§ **PROBLEM TO SOLVE**:
Below are some records; print every one of them exactly.

Records from a data collection:
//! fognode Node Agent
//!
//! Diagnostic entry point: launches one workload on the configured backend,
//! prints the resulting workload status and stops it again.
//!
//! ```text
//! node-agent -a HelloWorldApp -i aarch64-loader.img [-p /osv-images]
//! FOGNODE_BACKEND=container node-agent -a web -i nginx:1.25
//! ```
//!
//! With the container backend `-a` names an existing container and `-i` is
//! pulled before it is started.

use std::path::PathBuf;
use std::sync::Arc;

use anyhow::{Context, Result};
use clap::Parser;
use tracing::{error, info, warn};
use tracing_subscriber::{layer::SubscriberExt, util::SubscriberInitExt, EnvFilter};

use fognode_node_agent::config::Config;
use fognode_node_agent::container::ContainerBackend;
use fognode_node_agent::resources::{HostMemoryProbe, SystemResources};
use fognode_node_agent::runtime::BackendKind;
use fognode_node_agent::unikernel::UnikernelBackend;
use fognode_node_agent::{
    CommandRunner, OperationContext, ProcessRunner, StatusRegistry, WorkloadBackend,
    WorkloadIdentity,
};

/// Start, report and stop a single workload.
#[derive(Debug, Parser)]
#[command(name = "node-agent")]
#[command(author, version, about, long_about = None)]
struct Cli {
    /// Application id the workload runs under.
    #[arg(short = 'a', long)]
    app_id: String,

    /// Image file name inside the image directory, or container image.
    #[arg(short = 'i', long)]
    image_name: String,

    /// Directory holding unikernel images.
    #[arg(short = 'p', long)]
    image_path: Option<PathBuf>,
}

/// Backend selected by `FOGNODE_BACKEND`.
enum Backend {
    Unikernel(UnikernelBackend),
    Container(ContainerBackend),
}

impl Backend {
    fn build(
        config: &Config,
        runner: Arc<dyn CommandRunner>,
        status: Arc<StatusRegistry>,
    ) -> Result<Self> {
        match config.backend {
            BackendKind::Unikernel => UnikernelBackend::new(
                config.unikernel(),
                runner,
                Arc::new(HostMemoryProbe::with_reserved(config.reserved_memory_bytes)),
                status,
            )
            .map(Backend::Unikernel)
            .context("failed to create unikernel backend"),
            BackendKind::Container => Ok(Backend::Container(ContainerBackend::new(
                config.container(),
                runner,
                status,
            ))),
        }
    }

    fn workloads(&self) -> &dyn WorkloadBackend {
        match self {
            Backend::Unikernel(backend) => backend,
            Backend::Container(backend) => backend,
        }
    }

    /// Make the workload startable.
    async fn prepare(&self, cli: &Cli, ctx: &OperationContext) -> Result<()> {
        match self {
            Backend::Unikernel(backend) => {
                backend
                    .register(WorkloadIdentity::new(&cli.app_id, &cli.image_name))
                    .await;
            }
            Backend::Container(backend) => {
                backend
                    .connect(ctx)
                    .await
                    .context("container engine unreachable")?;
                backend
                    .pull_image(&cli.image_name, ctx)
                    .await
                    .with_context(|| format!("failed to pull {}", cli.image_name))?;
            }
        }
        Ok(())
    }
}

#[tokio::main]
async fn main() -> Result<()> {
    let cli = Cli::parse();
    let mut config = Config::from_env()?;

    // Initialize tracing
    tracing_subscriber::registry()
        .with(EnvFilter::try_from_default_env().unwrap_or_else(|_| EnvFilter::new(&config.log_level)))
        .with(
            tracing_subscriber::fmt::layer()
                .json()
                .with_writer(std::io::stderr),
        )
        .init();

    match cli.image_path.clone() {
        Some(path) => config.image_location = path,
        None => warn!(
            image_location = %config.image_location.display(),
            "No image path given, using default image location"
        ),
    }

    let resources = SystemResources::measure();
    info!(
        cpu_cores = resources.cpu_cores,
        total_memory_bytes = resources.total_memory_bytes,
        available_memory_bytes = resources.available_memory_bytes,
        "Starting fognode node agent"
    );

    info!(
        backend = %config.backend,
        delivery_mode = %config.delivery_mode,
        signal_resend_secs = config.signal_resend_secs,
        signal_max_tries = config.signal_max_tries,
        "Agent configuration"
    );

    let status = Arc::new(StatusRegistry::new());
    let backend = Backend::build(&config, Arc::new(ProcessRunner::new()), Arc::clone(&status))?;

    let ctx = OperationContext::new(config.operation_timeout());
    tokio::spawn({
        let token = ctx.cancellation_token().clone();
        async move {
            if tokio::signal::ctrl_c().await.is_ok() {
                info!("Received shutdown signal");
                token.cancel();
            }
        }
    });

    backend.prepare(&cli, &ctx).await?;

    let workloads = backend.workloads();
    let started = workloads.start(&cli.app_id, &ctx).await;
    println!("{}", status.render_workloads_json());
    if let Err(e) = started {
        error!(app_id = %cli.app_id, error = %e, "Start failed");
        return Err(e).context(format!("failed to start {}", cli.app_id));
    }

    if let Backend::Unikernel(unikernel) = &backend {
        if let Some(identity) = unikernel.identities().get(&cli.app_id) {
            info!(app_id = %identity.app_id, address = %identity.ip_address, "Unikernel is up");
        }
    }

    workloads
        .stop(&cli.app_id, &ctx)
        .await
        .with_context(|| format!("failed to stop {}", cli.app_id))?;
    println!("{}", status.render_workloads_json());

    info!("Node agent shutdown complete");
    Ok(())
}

§ **ANSWER AREA**:
//! fognode Node Agent
//!
//! Diagnostic entry point: launches one workload on the configured backend,
//! prints the resulting workload status and stops it again.
//!
//! ```text
//! node-agent -a HelloWorldApp -i aarch64-loader.img [-p /osv-images]
//! FOGNODE_BACKEND=container node-agent -a web -i nginx:1.25
//! ```
//!
//! With the container backend `-a` names an existing container and `-i` is
//! pulled before it is started.

use std::path::PathBuf;
use std::sync::Arc;

use anyhow::{Context, Result};
use clap::Parser;
use tracing::{error, info, warn};
use tracing_subscriber::{layer::SubscriberExt, util::SubscriberInitExt, EnvFilter};

use fognode_node_agent::config::Config;
use fognode_node_agent::container::ContainerBackend;
use fognode_node_agent::resources::{HostMemoryProbe, SystemResources};
use fognode_node_agent::runtime::BackendKind;
use fognode_node_agent::unikernel::UnikernelBackend;
use fognode_node_agent::{
    CommandRunner, OperationContext, ProcessRunner, StatusRegistry, WorkloadBackend,
    WorkloadIdentity,
};

/// Start, report and stop a single workload.
#[derive(Debug, Parser)]
#[command(name = "node-agent")]
#[command(author, version, about, long_about = None)]
struct Cli {
    /// Application id the workload runs under.
    #[arg(short = 'a', long)]
    app_id: String,

    /// Image file name inside the image directory, or container image.
    #[arg(short = 'i', long)]
    image_name: String,

    /// Directory holding unikernel images.
    #[arg(short = 'p', long)]
    image_path: Option<PathBuf>,
}

/// Backend selected by `FOGNODE_BACKEND`.
enum Backend {
    Unikernel(UnikernelBackend),
    Container(ContainerBackend),
}

impl Backend {
    fn build(
        config: &Config,
        runner: Arc<dyn CommandRunner>,
        status: Arc<StatusRegistry>,
    ) -> Result<Self> {
        match config.backend {
            BackendKind::Unikernel => UnikernelBackend::new(
                config.unikernel(),
                runner,
                Arc::new(HostMemoryProbe::with_reserved(config.reserved_memory_bytes)),
                status,
            )
            .map(Backend::Unikernel)
            .context("failed to create unikernel backend"),
            BackendKind::Container => Ok(Backend::Container(ContainerBackend::new(
                config.container(),
                runner,
                status,
            ))),
        }
    }

    fn workloads(&self) -> &dyn WorkloadBackend {
        match self {
            Backend::Unikernel(backend) => backend,
            Backend::Container(backend) => backend,
        }
    }

    /// Make the workload startable.
    async fn prepare(&self, cli: &Cli, ctx: &OperationContext) -> Result<()> {
        match self {
            Backend::Unikernel(backend) => {
                backend
                    .register(WorkloadIdentity::new(&cli.app_id, &cli.image_name))
                    .await;
            }
            Backend::Container(backend) => {
                backend
                    .connect(ctx)
                    .await
                    .context("container engine unreachable")?;
                backend
                    .pull_image(&cli.image_name, ctx)
                    .await
                    .with_context(|| format!("failed to pull {}", cli.image_name))?;
            }
        }
        Ok(())
    }
}

#[tokio::main]
async fn main() -> Result<()> {
    let cli = Cli::parse();
    let mut config = Config::from_env()?;

    // Initialize tracing
    tracing_subscriber::registry()
        .with(EnvFilter::try_from_default_env().unwrap_or_else(|_| EnvFilter::new(&config.log_level)))
        .with(
            tracing_subscriber::fmt::layer()
                .json()
                .with_writer(std::io::stderr),
        )
        .init();

    match cli.image_path.clone() {
        Some(path) => config.image_location = path,
        None => warn!(
            image_location = %config.image_location.display(),
            "No image path given, using default image location"
        ),
    }

    let resources = SystemResources::measure();
    info!(
        cpu_cores = resources.cpu_cores,
        total_memory_bytes = resources.total_memory_bytes,
        available_memory_bytes = resources.available_memory_bytes,
        "Starting fognode node agent"
    );

    info!(
        backend = %config.backend,
        delivery_mode = %config.delivery_mode,
        signal_resend_secs = config.signal_resend_secs,
        signal_max_tries = config.signal_max_tries,
        "Agent configuration"
    );

    let status = Arc::new(StatusRegistry::new());
    let backend = Backend::build(&config, Arc::new(ProcessRunner::new()), Arc::clone(&status))?;

    let ctx = OperationContext::new(config.operation_timeout());
    tokio::spawn({
        let token = ctx.cancellation_token().clone();
        async move {
            if tokio::signal::ctrl_c().await.is_ok() {
                info!("Received shutdown signal");
                token.cancel();
            }
        }
    });

    backend.prepare(&cli, &ctx).await?;

    let workloads = backend.workloads();
    let started = workloads.start(&cli.app_id, &ctx).await;
    println!("{}", status.render_workloads_json());
    if let Err(e) = started {
        error!(app_id = %cli.app_id, error = %e, "Start failed");
        return Err(e).context(format!("failed to start {}", cli.app_id));
    }

    if let Backend::Unikernel(unikernel) = &backend {
        if let Some(identity) = unikernel.identities().get(&cli.app_id) {
            info!(app_id = %identity.app_id, address = %identity.ip_address, "Unikernel is up");
        }
    }

    workloads
        .stop(&cli.app_id, &ctx)
        .await
        .with_context(|| format!("failed to stop {}", cli.app_id))?;
    println!("{}", status.render_workloads_json());

    info!("Node agent shutdown complete");
    Ok(())
}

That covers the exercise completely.